Dyskusja o "Strachu"
Chodakiewicz: People’s past has to be reviewed critically on individual basis
Another scientist working across the Atlantic ocean, historian Marek Chodakiewicz does not agree with the theses of Professor Jan T. Gross. His book titled “Po Zagładzie” (After the Holocaust) also appeared recently in Polish bookshops
Rz: What is your disagreement with Professor Gross?
Marek Chodakiewicz, a historian: I agree with him that anti-Semitism was ubiquitous. But it was universal not only in Poland, but all over the world. Only in 1960s when the cultural paradigm was redefined, a more favorable attitude arose toward minorities.
Does the fact that back in those days in Europe there was anti-Semitic public feeling, justifies the fact that after WWII, as Professor Gross put it, we would murder our Jewish neighbors?
We murdered? I did not participate in that. We should ask Professor Gross to avoid collectivistic generalizations. I assume that an individual has a free will. And if the individual has a free will that implies that I can be a murderer or an angel or someone in between. And only I bear responsibility for that.
Let me invoke a shocking example. Would Professor Gross state that the Jews murdered themselves on the basis of undeniable fact that quarter of a million inhabitants of the Warsaw ghetto were assembled and delivered to Umschlagplatz by the Jewish police? Does it imply that the Jews exterminated other Jews? This would be a kind of madness. People’s past has to be reviewed critically on an individual basis. Based upon the sources at our disposal it is not possible to put forward and defend a scientific hypothesis as Gross did, namely that Polish Roman Catholics continued the Holocaust because of their savage anti-Semitism. There were people who murdered Jews due to savage anti-Semitism, but there were others who did that because a Jew had a nice pair of shoes. How would you classify that?

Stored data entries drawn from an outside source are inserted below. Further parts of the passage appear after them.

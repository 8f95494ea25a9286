use crate::config::FeatureConfig;
use crate::error::{ProcessingError, Result};
use crate::processors::FeatureBuilder;
use crate::readers::ObservationReader;
use crate::utils::filename::{is_skipped_file, mirrored_output_path};
use crate::utils::progress::ProgressReporter;
use crate::writers::FeatureCsvWriter;
use serde::Serialize;
use std::path::{Path, PathBuf};
use tracing::{debug, error, info, warn};

/// Result of transforming one station file
#[derive(Debug, Clone, Serialize)]
pub struct FileOutcome {
    pub input: PathBuf,
    pub output: PathBuf,
    pub input_rows: usize,
    pub output_rows: usize,
}

#[derive(Debug, Clone, Serialize)]
pub struct FileFailure {
    pub input: PathBuf,
    pub message: String,
}

#[derive(Debug, Clone, Default, Serialize)]
pub struct BatchReport {
    pub processed: Vec<FileOutcome>,
    pub skipped: Vec<PathBuf>,
    pub failed: Vec<FileFailure>,
}

impl BatchReport {
    pub fn total_output_rows(&self) -> usize {
        self.processed.iter().map(|o| o.output_rows).sum()
    }

    pub fn is_success(&self) -> bool {
        self.failed.is_empty()
    }

    pub fn summary(&self) -> String {
        let mut summary = format!(
            "Processed {} files ({} feature rows), skipped {}, failed {}",
            self.processed.len(),
            self.total_output_rows(),
            self.skipped.len(),
            self.failed.len()
        );

        for failure in &self.failed {
            summary.push_str(&format!(
                "\n  {}: {}",
                failure.input.display(),
                failure.message
            ));
        }

        summary
    }
}

/// Runs the feature transform over every station file in a directory
pub struct BatchProcessor {
    builder: FeatureBuilder,
    reader: ObservationReader,
    writer: FeatureCsvWriter,
    keep_going: bool,
}

impl BatchProcessor {
    pub fn new(config: FeatureConfig) -> Self {
        Self {
            builder: FeatureBuilder::with_config(config),
            reader: ObservationReader::new(),
            writer: FeatureCsvWriter::new(),
            keep_going: false,
        }
    }

    /// Log and record per-file failures instead of aborting the run
    pub fn with_keep_going(mut self, keep_going: bool) -> Self {
        self.keep_going = keep_going;
        self
    }

    /// Read, transform and write a single station file
    pub fn process_file(&self, input: &Path, output: &Path) -> Result<FileOutcome> {
        debug!("Reading {}", input.display());
        let observations = self.reader.read_observations(input)?;

        let table = self.builder.build(&observations)?;
        if table.is_empty() {
            warn!(
                "{} produced no complete feature rows",
                input.display()
            );
        }

        self.writer.write_table(&table, output)?;
        debug!(
            "Wrote {} rows x {} columns to {}",
            table.row_count(),
            table.column_count(),
            output.display()
        );

        Ok(FileOutcome {
            input: input.to_path_buf(),
            output: output.to_path_buf(),
            input_rows: observations.len(),
            output_rows: table.row_count(),
        })
    }

    /// Process every file in `input_dir`, mirroring names into `output_dir`
    pub fn process_directory(
        &self,
        input_dir: &Path,
        output_dir: &Path,
        progress: Option<&ProgressReporter>,
    ) -> Result<BatchReport> {
        let files = list_input_files(input_dir)?;
        std::fs::create_dir_all(output_dir)?;

        info!(
            "Found {} files in {}",
            files.len(),
            input_dir.display()
        );

        let skip_pattern = &self.builder.config().skip_pattern;
        let mut report = BatchReport::default();

        for input in files {
            if let Some(p) = progress {
                p.increment(1);
            }

            if is_skipped_file(&input, skip_pattern) {
                debug!("Skipping {}", input.display());
                report.skipped.push(input);
                continue;
            }

            let output = mirrored_output_path(&input, output_dir).ok_or_else(|| {
                ProcessingError::InvalidFormat(format!(
                    "No file name in path: {}",
                    input.display()
                ))
            })?;

            if let Some(p) = progress {
                p.set_message(&format!("Processing {}", input.display()));
            }

            match self.process_file(&input, &output) {
                Ok(outcome) => {
                    info!(
                        "{} -> {} ({} of {} rows)",
                        input.display(),
                        output.display(),
                        outcome.output_rows,
                        outcome.input_rows
                    );
                    report.processed.push(outcome);
                }
                Err(e) if self.keep_going => {
                    error!("Failed to process {}: {}", input.display(), e);
                    report.failed.push(FileFailure {
                        input,
                        message: e.to_string(),
                    });
                }
                Err(e) => return Err(e),
            }
        }

        if let Some(p) = progress {
            p.finish_with_message(&format!("Processed {} files", report.processed.len()));
        }

        Ok(report)
    }
}

impl Default for BatchProcessor {
    fn default() -> Self {
        Self::new(FeatureConfig::default())
    }
}

/// Files directly inside `dir`, symlinks followed, sorted by name
pub fn list_input_files(dir: &Path) -> Result<Vec<PathBuf>> {
    let mut files = Vec::new();

    for entry in std::fs::read_dir(dir)? {
        let path = entry?.path();
        if path.is_file() {
            files.push(path);
        } else {
            debug!("Ignoring non-file entry {}", path.display());
        }
    }

    files.sort();
    Ok(files)
}
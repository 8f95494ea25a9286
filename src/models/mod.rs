pub mod feature_table;
pub mod observation;

pub use feature_table::{FeatureColumn, FeatureTable};
pub use observation::{tenths_celsius_to_fahrenheit, Observation};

As a robbery. But don’t you think that these two things could go together?
Certainly I do not rule out that the bandit could be also an anti-Semite. But under those circumstances it did not matter. When you are a fan of the Polonia Football Club and you have negative opinion about the fans of the Legia Football Club then it does not mean that you are bound to set up a team immediately to murder all Legia fans. You can shout something at them, throw a stone, but you will not kill them. You can share a negative stereotype that all Afro-Americans are potential rapists of white women. But does it imply that you are obligated to hang them immediately on the trees? Cultural stereotypes have always been with us. But they are not the factors determining mass murder. The same was true about a belief that the Jews kill children to make matzos. This belief existed for hundreds of years, but before the arrival of the national socialists with their neopagan, „scientific” anti-Semitism, there was no murdering [of Jews] in Poland for that reason.
However, in the city of Kielce people killed Jews, without following the teachings of Darwin or „Mein Kampf,” but on the grounds of a rumor that the Jews kidnapped a Christian boy.
This was a pretext. Before WWII neither the National Democratic Party, nor any other party that invoked anti-Jewish sentiments mentioned matzo and blood. Rather, this belief functioned at the folk level. Once I researched folklore in central Poland before and during WWII. At that time, for example, common folk believed that when the moon turned red that it meant that a fratricide lived there. Or if a woman with messy hair went by a cow, then one had to throw stones at her, otherwise milk may turn sour in the cow’s udder. And certainly another belief was that the Jews killed children to make matzos, whereas the Gypsies caught children in big bags. All such beliefs have to be assessed against the background of the strange folklore that the poor, uneducated people used to explain the outside world to themselves.
However, nobody murdered anybody because of messy hair.
Let me repeat: after the war the issue of „matzo made of blood” became a substitute discourse, a pretext. One was not allowed to say publicly that Poland was under Soviet occupation. People were not allowed to hold any debates about communism, nor talk about Jewish participation in the communist movement. But there were other stereotypes, especially the stereotype of Jewish communists. It was enough that there was a single guy called Różański (a high ranking secret policeman of Jewish origin known for sadism – editor’s note), who was widely known, to allow the people to disregard the fact that 99 percent of the secret policemen at the county level were ethnic Poles. However, they were also ordinary bandits, people from the lower classes of the society who were not considered to be Poles, but rather traitors, peripheral people. So only Jews were left and consequently a stereotype of Jewish communists took shape.